Коннол смотрел на меня, и бешенство в его глазах боролось с расчётливым, трезвым умом, который мне нравился в нём наравне с горячими руками и хриплым смехом.

— А можем, — продолжила я, убирая руку с клинка, — поступить иначе. Отправить обоих под охраной к королевскому наместнику. Пусть король судит. Торгил замышлял измену, собирал войско без дозволения, нападал на земли, находящиеся под негласным королевским надзором. Это дело короны, Коннол. Если мы решим его сами, это останется разборкой двух соседей. Если решит король, это станет государственным делом, и вся страна узнает, что северные земли теперь под рукой людей, которые чтут закон, а не рубят головы в собственном зале.

Тишина висела над залом. Люди ждали, затаив дыхание, переводя взгляды с меня на Коннола и обратно, и я чувствовала эти взгляды кожей, десятки глаз, в которых смешивались жажда крови, уважение и тревога.

Коннол медленно опустил меч. Клинок лёг обратно на колено, и пальцы его разжались на рукояти, и по залу прокатился выдох, общий, тяжёлый, как будто все разом вспомнили, что нужно дышать.

— Королю, — произнёс он наконец, глядя на Торгила. — Пусть судит тот, кому положено судить. Я не палач.

Торгил выдохнул так шумно, что слышно было на другом конце зала, и плечи его обвисли окончательно, и я увидела, как затряслись его руки за спиной, связанные сыромятным ремнём. Он понял: жизнь ему оставили, но оставили для чего-то худшего, чем быстрая смерть от меча. Королевский суд означал цепи, позор, допросы, и в конце, скорее всего, ту же смерть, только медленную, публичную, на потеху толпе, с глашатаем, перечисляющим грехи, и с головой на копье над воротами Тары.

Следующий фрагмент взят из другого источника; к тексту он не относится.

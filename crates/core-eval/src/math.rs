//! Shared numeric building blocks for signal expressions and field lenses
//! (spec.md §4.6, §4.7). Kept free of cache/store concerns so `core-field`
//! can reuse the exact same easing/quantize/clamp math for lenses without a
//! cyclic dependency on the signal evaluator's dispatch loop.
//!
//! Edge-case policy (spec.md §4.6): division is never trapped (IEEE
//! ±infinity/NaN propagate); easing inputs are clamped to `[0,1]` first;
//! quantization step counts `<= 0` are normalized to `1`.

use core_model::EasingKind;

pub fn clamp(x: f64, min: f64, max: f64) -> f64 {
    x.max(min).min(max)
}

pub fn lerp(a: f64, b: f64, t: f64) -> f64 {
    a + (b - a) * t
}

pub fn smoothstep(edge0: f64, edge1: f64, x: f64) -> f64 {
    if edge0 == edge1 {
        return if x < edge0 { 0.0 } else { 1.0 };
    }
    let t = clamp((x - edge0) / (edge1 - edge0), 0.0, 1.0);
    t * t * (3.0 - 2.0 * t)
}

pub fn quantize(x: f64, steps: f64) -> f64 {
    let steps = if steps <= 0.0 { 1.0 } else { steps };
    (x * steps).round() / steps
}

pub fn ease(kind: EasingKind, t: f64) -> f64 {
    let t = clamp(t, 0.0, 1.0);
    match kind {
        EasingKind::Linear => t,
        EasingKind::InQuad => t * t,
        EasingKind::OutQuad => 1.0 - (1.0 - t) * (1.0 - t),
        EasingKind::InOutQuad => {
            if t < 0.5 {
                2.0 * t * t
            } else {
                1.0 - (-2.0 * t + 2.0).powi(2) / 2.0
            }
        }
        EasingKind::InCubic => t * t * t,
        EasingKind::OutCubic => 1.0 - (1.0 - t).powi(3),
        EasingKind::InOutCubic => {
            if t < 0.5 {
                4.0 * t * t * t
            } else {
                1.0 - (-2.0 * t + 2.0).powi(3) / 2.0
            }
        }
    }
}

Сорша молчала до этого момента.

Когда Коннол произнёс «королю», она подняла голову, и лицо её, до сих пор неподвижное, окаменевшее в надменной маске, дрогнуло. Зелёные глаза метнулись ко мне, и в них мелькнуло что-то, чего я не видела в них ни разу за всё время нашего знакомства: страх. Настоящий, животный страх, плеснувший из-под красивой оболочки, как грязная вода из треснувшего кувшина.

— Госпожа, — выдохнула она, и голос её, обычно бархатистый и обволакивающий, сорвался на хрип. — Госпожа, прошу...

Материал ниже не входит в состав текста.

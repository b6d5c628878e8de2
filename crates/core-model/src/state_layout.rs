//! State Cell metadata and layout (spec.md §3 "State Cell").

use crate::const_pool::ConstId;
use crate::value::StorageClass;

/// Stable identifier for a persistent state cell: `(nodeId, role)`. Stable
/// across recompilations of the same author graph, which is what makes
/// hot-swap a map-join rather than a graph rewrite (spec.md §9).
#[derive(Debug, Clone, PartialEq, Eq, Hash, PartialOrd, Ord)]
pub struct StableKey {
    pub node_id: String,
    pub role: String,
}

impl StableKey {
    pub fn new(node_id: impl Into<String>, role: impl Into<String>) -> Self {
        Self {
            node_id: node_id.into(),
            role: role.into(),
        }
    }
}

/// Compiler-emitted description of one persistent state cell.
#[derive(Debug, Clone)]
pub struct StateCellMeta {
    pub key: StableKey,
    pub storage: StorageClass,
    pub offset: u32,
    pub size: u32,
    pub initial_const_id: Option<ConstId>,
}

/// The fixed set of state cells for a compiled program (spec.md §3: "the set
/// of cells is fixed for a given compiled program").
#[derive(Debug, Clone, Default)]
pub struct StateLayout {
    pub cells: Vec<StateCellMeta>,
    pub bank_sizes: BankSizes,
}

#[derive(Debug, Clone, Copy, Default)]
pub struct BankSizes {
    pub f64_len: u32,
    pub f32_len: u32,
    pub i32_len: u32,
}

impl StateLayout {
    pub fn find(&self, key: &StableKey) -> Option<&StateCellMeta> {
        self.cells.iter().find(|c| &c.key == key)
    }
}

Она подалась вперёд на коленях, вытянув связанные руки, и лицо её исказилось, поплыло, теряя ту выученную красоту, которую она носила, как доспехи, и под этой красотой обнажилось другое лицо, жалкое, перекошенное, мокрое от слёз, которые она давила, давила и не могла сдержать.

— Пощадите, — просипела Сорша. — Я делала то, что мне велели. Торгил заставил, угрожал, я боялась за свою жизнь...

— Ты боялась за свою жизнь, — повторила я, и каждое слово легло на язык тяжело, горько, как камни, которые мы таскали для рва. — Когда ты соблазняла Брана и шептала ему на ухо, что пора убить старого риага? Тоже боялась? Когда женщин из моего туата обращали в рабынь, а ты ходила по башне в шелках и лисьем меху? Боялась? Когда Дейрдре ломали пальцы, а ты сидела за столом Брана и ела с серебряных блюд?

Сорша вздрогнула при имени Дейрдре, и взгляд её метнулся в сторону, к двери, ища выход, спасение, хоть что-нибудь, и не нашёл ничего, потому что у двери стоял Орм, неподвижный и молчаливый, а за ним Финтан, а за Финтаном сотня людей, и ни в одних глазах не было пощады.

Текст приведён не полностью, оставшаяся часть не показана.